Man kann sich den Dialog zwi­schen dem Schieds­richter und dem Kölner Keller unge­fähr vor­stellen. Herr Dr. Thomsen, Sie müssen sich da noch mal was anschauen!“ – Wieso?“ – Ihr Rücken, Herr Dr. Thomsen!“ – Was ist denn mit meinem Rücken?“ – Schauen Sie es sich doch ein­fach mal an, Dr. Thomsen!“ – Herr Dr. Thomsen, wenn ich bitten darf!“

Aber von vorn. Wir alle sind in einer Fuß­ball­welt auf­ge­wachsen, in der ein ehernes Gesetz galt: Der Schieds­richter ist Luft.
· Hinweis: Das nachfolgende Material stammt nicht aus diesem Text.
use super::{commit, open_table, strong, JobContext, JobDescription, JobOutcome, PartitionJob};
use crate::error::JobError;
use crate::model::{align_up, mb_to_bytes, PartitionRef, TableChange, MIB};
use crate::types::FileSystem;
use std::path::Path;
use tracing::{error, info, warn};

/// Rewrite the table entry of `part` to `[start, end)`.
///
/// Also used by moves once the data is in place.
pub(super) fn update_geometry(
    ctx: &JobContext<'_>,
    part: &PartitionRef,
    start: u64,
    end: u64,
) -> Result<TableChange, JobError> {
    let mut dev = ctx.open(&part.device)?;
    let mut table = open_table(dev.as_mut())?;
    table.set_geometry(part.number, start, end).map_err(|e| {
        JobError::operation("Failed to change the geometry of the partition.", e.to_string())
    })?;
    commit(dev.as_mut(), &table)?;
    drop(dev);

    info!("Updated geometry of partition {} to [{}..{})", part, start, end);
    Ok(TableChange::GeometryChanged {
        device: part.device.clone(),
        number: part.number,
        start,
        end,
    })
}

/// Changes the size of a partition and its filesystem; the start stays put.
#[derive(Debug, Clone, PartialEq, Eq)]
pub struct ResizePartitionJob {
    partition: PartitionRef,
    fs: FileSystem,
    old_size_mb: u64,
    new_size_mb: u64,
}

impl ResizePartitionJob {
    pub fn new(partition: PartitionRef, fs: FileSystem, old_size_mb: u64, new_size_mb: u64) -> Self {
        Self {
            partition,
            fs,
            old_size_mb,
            new_size_mb,
        }
    }

    pub fn partition(&self) -> &PartitionRef {
        &self.partition
    }

    fn failed(&self, details: impl Into<String>) -> JobError {
        JobError::operation(
            format!(
                "The installer failed to resize partition {} on disk '{}'.",
                self.partition,
                self.partition.device.display()
            ),
            details,
        )
    }

    /// Current geometry and the geometry we are aiming for.
    fn plan_geometry(&self, ctx: &JobContext<'_>) -> Result<((u64, u64), (u64, u64)), JobError> {
        let mut dev = ctx.open(&self.partition.device)?;
        let table = open_table(dev.as_mut())?;
        drop(dev);

        let current = table
            .find(self.partition.number)
            .ok_or_else(|| self.failed(format!("Partition {} does not exist.", self.partition)))?;
        let new_end = current.start + align_up(mb_to_bytes(self.new_size_mb), table.sector_size);

        // Validate against a scratch copy so nothing is written yet
        let mut scratch = table.clone();
        scratch
            .set_geometry(self.partition.number, current.start, new_end)
            .map_err(|e| self.failed(e.to_string()))?;
        Ok(((current.start, current.end), (current.start, new_end)))
    }

    fn resize(&self, ctx: &JobContext<'_>) -> JobOutcome {
        match self.try_resize(ctx) {
            Ok(changes) => JobOutcome::success(changes),
            Err((error, changes)) => JobOutcome::partial(error, changes),
        }
    }

    fn try_resize(
        &self,
        ctx: &JobContext<'_>,
    ) -> Result<Vec<TableChange>, (JobError, Vec<TableChange>)> {
        let bare = |e: JobError| (e, Vec::new());

        if !self.fs.supports_resize() {
            return Err(bare(self.failed(format!(
                "Resizing {} file systems is not supported.",
                self.fs
            ))));
        }

        let ((start, old_end), (_, new_end)) = self.plan_geometry(ctx).map_err(bare)?;
        if new_end == old_end {
            info!("Partition {} already has the requested size", self.partition);
            return Ok(Vec::new());
        }
        let new_size = new_end - start;
        let node = self.partition.node();
        let tools = ctx.storage.tools();

        let minimum = tools
            .min_size(&node, self.fs)
            .map_err(|e| bare(e.into_job_error(|d| self.failed(d))))?;
        if let Some(min) = minimum {
            if new_size < min {
                return Err(bare(self.failed(format!(
                    "The requested size of {}MB is below the minimum size of {}MB for the file system on {}.",
                    self.new_size_mb,
                    min.div_ceil(MIB),
                    self.partition
                ))));
            }
        }

        tools.fsck(&node, self.fs).map_err(|e| {
            bare(e.into_job_error(|details| JobError::FsckFailed {
                partition: self.partition.to_string(),
                details,
            }))
        })?;

        if new_end < old_end {
            ctx.report(&format!("Shrinking file system on {}.", self.partition));
            tools
                .resize(&node, self.fs, new_size)
                .map_err(|e| bare(e.into_job_error(|d| self.failed(d))))?;
            let change = update_geometry(ctx, &self.partition, start, new_end).map_err(bare)?;
            return Ok(vec![change]);
        }

        let grown = update_geometry(ctx, &self.partition, start, new_end).map_err(bare)?;
        ctx.report(&format!("Growing file system on {}.", self.partition));
        let Err(e) = tools.resize(&node, self.fs, new_size) else {
            return Ok(vec![grown]);
        };

        warn!(
            "Growing file system on {} failed, restoring old geometry",
            self.partition
        );
        let error = e.into_job_error(|d| self.failed(d));
        match update_geometry(ctx, &self.partition, start, old_end) {
            Ok(restored) => Err((error, vec![grown, restored])),
            Err(restore) => {
                error!(
                    "Restoring geometry of {} failed: {}",
                    self.partition,
                    restore.details()
                );
                let error = self.failed(format!(
                    "{}\nRestoring the previous partition geometry failed as well: {}",
                    error.details(),
                    restore.details()
                ));
                Err((error, vec![grown]))
            }
        }
    }
}

impl PartitionJob for ResizePartitionJob {
    fn describe(&self) -> JobDescription {
        JobDescription {
            summary: format!("Resize partition {}.", self.partition),
            rich_summary: format!(
                "Resize {}MB partition {} to {}MB.",
                strong(self.old_size_mb),
                strong(&self.partition),
                strong(self.new_size_mb)
            ),
            status: format!(
                "Resizing {}MB partition {} to {}MB.",
                self.old_size_mb, self.partition, self.new_size_mb
            ),
        }
    }

    fn run(&self, ctx: &JobContext<'_>) -> JobOutcome {
        self.resize(ctx)
    }

    fn is_destructive(&self) -> bool {
        false
    }

    fn device(&self) -> &Path {
        &self.partition.device
    }
}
Das war in den meisten Fällen ohne Bedeu­tung, weil Schiris von Haus aus selten dazu neigen, ins Spiel ein­zu­greifen, sie sind eine eher scheue Spe­zies, die sich per Defi­ni­tion lieber am Rande der Gesell­schaft auf­hält und von dort aus die Lage im Blick behält. Wenn dann aber doch mal ein Referee zwi­schen die Fronten geriet: Pech gehabt, für alle Betei­ligten.

Es trifft aus­ge­rechnet die ohnehin gebeu­telten Han­no­ve­raner

Es war eine Regel, mit der sich über Dekaden gut leben ließ. Ganz selten mal, dass sich ein Schieds­richter so ver­rannte wie ein gewisser Mau­rice Paar­huis, der im letzten Jahr in der vierten hol­län­di­schen Liga derart unglück­lich stand, dass er ver­se­hent­lich ein Tor schoss. Wel­ches dann natür­lich zählte, denn: Der Schieds­richter ist Luft.

Heut­zu­tage könnte das nicht mehr pas­sieren, weil die Fuß­ball­mo­derne den Satz im letzten Sommer ins Prä­ter­itum über­führt hat. Der Schieds­richter war Luft. Nun­mehr gilt: Wenn sich Refe­rees unab­sicht­lich am Geschehen betei­ligen, wird das Spiel stante pede unter­bro­chen und mit einem soge­nannten Schieds­rich­ter­ball fort­ge­setzt.

All das muss man wissen, um zu begreifen, was im Mon­tags­spiel der zweiten Liga zwi­schen Han­nover und Darm­stadt vor­ge­fallen ist. Schluss­phase beim Stand von 1:2, die ohnehin schon vom Leben und Martin Kind gebeu­telten Han­no­ve­raner werfen noch mal alles nach vorn, als der Ball über Umwege zum ein­ge­wech­selten Marc Sten­dera kommt, der die Kugel in Tor-des-Monats, ach was, Tor-des-Jahres-ver­däch­tiger Manier in den Winkel zir­kelt. Jubel, Trubel, Hei­ter­keit, wie man es in der nie­der­säch­si­schen Metro­pole lange nicht mehr erlebt hat, auch Dr. Thomsen scheint ein­ver­standen und bereit zur Spiel­fort­set­zung, bis, ja bis es dann offenbar zu einem ähn­li­chen Dialog wie dem oben beschrie­benen kommt: Dr. Thomsen, Ihr Rücken!